Milk may spoil even before it has soured. Pasteurizing delays souring but not spoiling. Unscrupulous dealers sometimes add preservatives to prevent souring. Such milk is dangerous. Clean, freshly soured milk is harmless, but should not be given to children under three except as buttermilk. With young children and babies, buttermilk can sometimes be retained and digested when sweet milk cannot be taken. The special tablets containing the Bulgarian bacillus should be used, and usually, with the whole milk, in making buttermilk for young children. These tablets may be obtained from the druggist.
Skimmed milk has all the value of whole milk except the cream. Whey contains the minerals, sugar and fats. Bottled commercial cream has a very high bacteria count and should never be used for children. Ice cream should be freshly made of fresh, pasteurized milk, with scrupulous cleanliness.

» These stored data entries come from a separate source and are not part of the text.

/// Which definition pattern produced a descriptor.
#[derive(Debug, Clone, PartialEq, Eq, Serialize, Deserialize)]
#[serde(tag = "kind", rename_all = "snake_case")]
pub enum SourceForm {
    /// A single nested configuration block plus uppercase operation constants.
    InlineConfig,
    /// Repeated `Parameter(...)` declarations.
    DeclarativeParams,
    /// Neither pattern matched, or the selected branch could not parse the file.
    Unparsed { reason: String },
}

/// The normalized capability record for one integration type.
#[derive(Debug, Clone, PartialEq, Eq, Serialize, Deserialize)]
pub struct NodeDescriptor {
    /// Canonical lowercase id (the definition file stem).
    pub id: String,

    pub display_name: String,

    pub description: String,

    pub operations: Vec<Operation>,

    pub parameters: Vec<ParameterSpec>,

    pub auth_spec: AuthSpec,

    pub capabilities: Capabilities,

    pub form: SourceForm,

    /// Auth type declared verbatim by an inline config source, if any.
    #[serde(default, skip_serializing_if = "Option::is_none")]
    pub declared_auth: Option<AuthType>,
}

impl NodeDescriptor {
    /// A placeholder descriptor for a file that could not be parsed.
    pub fn unparsed(id: impl Into<String>, reason: impl Into<String>) -> Self {
        let id = id.into();
        Self {
            display_name: display_name_from_id(&id),
            id,
            description: String::new(),
            operations: Vec::new(),
            parameters: Vec::new(),
            auth_spec: AuthSpec::none(),
            capabilities: Capabilities::default(),
            form: SourceForm::Unparsed {
                reason: reason.into(),
            },
            declared_auth: None,
        }
    }

    /// False for placeholder descriptors.
    pub fn is_parsed(&self) -> bool {
        !matches!(self.form, SourceForm::Unparsed { .. })
    }

    pub fn operation(&self, name: &str) -> Option<&Operation> {
        self.operations.iter().find(|op| op.name == name)
    }

    pub fn parameter(&self, name: &str) -> Option<&ParameterSpec> {
        self.parameters.iter().find(|p| p.name == name)
    }

    /// The full operation-name set of this node.
    pub fn operation_names(&self) -> BTreeSet<String> {
        self.operations.iter().map(|op| op.name.clone()).collect()
    }

    /// True if any operation falls in `category`.
    pub fn has_category(&self, category: OperationCategory) -> bool {
        self.operations.iter().any(|op| op.category == category)
    }
}

/// Turns `google_sheets` into `Google Sheets`.
pub fn display_name_from_id(id: &str) -> String {
    id.split(['_', '-'])
        .filter(|part| !part.is_empty())
        .map(|part| {
            let mut chars = part.chars();
            match chars.next() {
                Some(first) => first.to_uppercase().chain(chars).collect::<String>(),
                None => String::new(),
            }
        })
        .collect::<Vec<_>>()
        .join(" ")
}

#[cfg(test)]
mod tests {
    use super::*;

    #[test]
    fn test_classify_heuristics() {
        assert_eq!(OperationCategory::classify("create_event"), OperationCategory::Create);
        assert_eq!(OperationCategory::classify("insert_row"), OperationCategory::Create);
        assert_eq!(OperationCategory::classify("find_person"), OperationCategory::Read);
        assert_eq!(OperationCategory::classify("patch_record"), OperationCategory::Update);
        assert_eq!(OperationCategory::classify("drop_table"), OperationCategory::Delete);
        assert_eq!(OperationCategory::classify("send_message"), OperationCategory::Other);
    }

    #[test]
    fn test_operation_name_rule() {
        for ok in ["list_people", "ListPeople", "v2.send-email", "a"] {
            assert!(Operation::is_valid_name(ok), "{}", ok);
        }
        for bad in ["", "send email", "_private", "2fa", "list\tpeople", "café"] {
            assert!(!Operation::is_valid_name(bad), "{:?}", bad);
        }
    }

    #[test]
    fn test_classify_create_wins_over_read() {
        // "get_or_create" contains both keywords; create is checked first
        assert_eq!(OperationCategory::classify("get_or_create"), OperationCategory::Create);
    }

    #[test]
    fn test_parameter_type_coercion() {
        assert_eq!(ParameterType::from_declared("secret"), (ParameterType::Secret, false));
        assert_eq!(ParameterType::from_declared("password"), (ParameterType::Secret, true));
        assert_eq!(ParameterType::from_declared("dict"), (ParameterType::Object, true));
        assert_eq!(ParameterType::from_declared("int"), (ParameterType::String, true));
    }

    #[test]
    fn test_auth_type_from_declared() {
        assert_eq!(AuthType::from_declared("Bearer-Token"), AuthType::BearerToken);
        assert_eq!(AuthType::from_declared("api_key"), AuthType::ApiKey);
        assert_eq!(AuthType::from_declared("hmac"), AuthType::Custom);
    }

    #[test]
    fn test_capabilities_derive() {
        let ops = vec![
            Operation::classified("list_people", ""),
            Operation::classified("delete_person", ""),
        ];
        let caps = Capabilities::derive(&ops, &AuthSpec::none());
        assert!(caps.can_read);
        assert!(caps.can_delete);
        assert!(!caps.can_write);
        assert!(!caps.can_update);
        assert!(!caps.requires_auth);
    }

    #[test]
    fn test_display_name_from_id() {
        assert_eq!(display_name_from_id("google_sheets"), "Google Sheets");
        assert_eq!(display_name_from_id("actionnetwork"), "Actionnetwork");
    }

    #[test]
    fn test_unparsed_descriptor_is_empty() {
        let d = NodeDescriptor::unparsed("broken", "no signature");
        assert!(!d.is_parsed());
        assert!(d.operations.is_empty());
        assert!(d.parameters.is_empty());
        assert!(!d.capabilities.requires_auth);
    }
}
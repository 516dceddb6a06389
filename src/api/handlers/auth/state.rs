//! Auth configuration and process-wide state.
//!
//! Everything here is initialized once at startup and never mutated, so a
//! single [`AuthState`] is shared across all request tasks without locking.

use secrecy::SecretString;
use std::sync::Arc;

use super::policy::AccessPolicy;
use super::storage::UserStore;
use super::token::{TokenCodec, DEFAULT_TOKEN_TTL_SECONDS};
use super::verifier::CredentialVerifier;

#[derive(Clone, Debug)]
pub struct AuthConfig {
    signing_key: SecretString,
    token_ttl_seconds: i64,
}

impl AuthConfig {
    #[must_use]
    pub fn new(signing_key: SecretString) -> Self {
        Self {
            signing_key,
            token_ttl_seconds: DEFAULT_TOKEN_TTL_SECONDS,
        }
    }

    #[must_use]
    pub fn with_token_ttl_seconds(mut self, seconds: i64) -> Self {
        self.token_ttl_seconds = seconds;
        self
    }

    #[must_use]
    pub fn token_ttl_seconds(&self) -> i64 {
        self.token_ttl_seconds
    }

    pub(crate) fn signing_key(&self) -> &SecretString {
        &self.signing_key
    }
}

/// Shared, read-only state for the authentication pipeline.
pub struct AuthState {
    config: AuthConfig,
    codec: TokenCodec,
    policy: AccessPolicy,
    store: Arc<dyn UserStore>,
    verifier: CredentialVerifier,
}

impl AuthState {
    #[must_use]
    pub fn new(config: AuthConfig, store: Arc<dyn UserStore>) -> Self {
        let codec = TokenCodec::new(config.signing_key().clone(), config.token_ttl_seconds());
        let verifier = CredentialVerifier::new(store.clone());
        Self {
            config,
            codec,
            policy: AccessPolicy::default(),
            store,
            verifier,
        }
    }

    #[must_use]
    pub fn config(&self) -> &AuthConfig {
        &self.config
    }

    #[must_use]
    pub fn codec(&self) -> &TokenCodec {
        &self.codec
    }

    #[must_use]
    pub fn policy(&self) -> &AccessPolicy {
        &self.policy
    }

    #[must_use]
    pub fn store(&self) -> &dyn UserStore {
        self.store.as_ref()
    }

    #[must_use]
    pub fn verifier(&self) -> &CredentialVerifier {
        &self.verifier
    }
}
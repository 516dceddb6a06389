//! Password hashing and verification.
//!
//! Argon2id PHC hashes with per-password random salts. Plaintext passwords
//! exist only on the stack of these functions and are never logged.

use argon2::{
    password_hash::{rand_core::OsRng, PasswordHash, PasswordHasher, PasswordVerifier, SaltString},
    Argon2,
};
use thiserror::Error;

#[derive(Debug, Error)]
pub enum PasswordError {
    #[error("failed to hash password")]
    Hash,
    #[error("password verification failed")]
    Verify,
    #[error("stored hash has an invalid format")]
    InvalidHashFormat,
}

/// Hash a plaintext password into a PHC string with a fresh random salt.
///
/// # Errors
///
/// Returns `PasswordError::Hash` if the hasher rejects the input.
pub fn hash_password(password: &str) -> Result<String, PasswordError> {
    let salt = SaltString::generate(&mut OsRng);
    let argon2 = Argon2::default();

    let hash = argon2
        .hash_password(password.as_bytes(), &salt)
        .map_err(|_| PasswordError::Hash)?;

    Ok(hash.to_string())
}

/// Compare a plaintext password against a stored PHC hash.
///
/// # Errors
///
/// Returns `InvalidHashFormat` for unparseable stored hashes and `Verify`
/// when the password does not match.
pub fn verify_password(password: &str, hash: &str) -> Result<(), PasswordError> {
    let parsed_hash = PasswordHash::new(hash).map_err(|_| PasswordError::InvalidHashFormat)?;

    Argon2::default()
        .verify_password(password.as_bytes(), &parsed_hash)
        .map_err(|_| PasswordError::Verify)
}

#[cfg(test)]
mod tests {
    use super::*;

    #[test]
    fn hash_and_verify_round_trip() -> Result<(), PasswordError> {
        let password = "Sup3r!Secret";
        let hash = hash_password(password)?;

        assert!(hash.starts_with("$argon2id$"));
        assert!(verify_password(password, &hash).is_ok());
        assert!(matches!(
            verify_password("Wr0ng!Secret", &hash),
            Err(PasswordError::Verify)
        ));
        Ok(())
    }

    #[test]
    fn same_password_hashes_differently() -> Result<(), PasswordError> {
        let first = hash_password("Sup3r!Secret")?;
        let second = hash_password("Sup3r!Secret")?;

        // Distinct salts, but both verify.
        assert_ne!(first, second);
        assert!(verify_password("Sup3r!Secret", &first).is_ok());
        assert!(verify_password("Sup3r!Secret", &second).is_ok());
        Ok(())
    }

    #[test]
    fn invalid_stored_hash_is_detected() {
        assert!(matches!(
            verify_password("password", "not-a-valid-hash"),
            Err(PasswordError::InvalidHashFormat)
        ));
    }
}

Principles of Cooking. Before food can be utilized by the body, it must be made soluble—changed into substances that are dissolved so they can pass readily through the walls of the food tube into the blood. In the digestive tract fats, carbohydrates, and protein must first be separated, as different digestive fluids are provided to act upon each of these. Cooking for children should (1) make foods easily soluble; (2) produce little mixture of protein, carbohydrates and fats; (3) improve the flavor, and (4) raise the temperature to about blood heat (98° F.), when served.
The degree of development of the digestive fluids, the stomach, and the teeth must be considered in preparing food for an individual child. In infancy the digestive system is undeveloped, lacking in digestive fluids, stomach small, and there is no provision for chewing.
Until nine months of age babies do not have digestive fluids for starch, or for protein except the curds of milk; their teeth are not yet serviceable for chewing, and solid food of any kind is so indigestible that it often causes convulsions, if given.
After nine months, starches thoroughly cooked and without cellulose may be given cautiously.
All food must be easily soluble until two years of age, that is, until enough of the first teeth have developed for adequate chewing of soft cellulose.
For children under 18 months, cellulose and fibers strained out of vegetables.
For children 18 months to 3 years (before first teeth are all cut) vegetables mashed or chopped fine; coarse cellulose removed.
At three years, all the first teeth (20) should be cut, and the child can chew the cellulose of vegetables and fruits.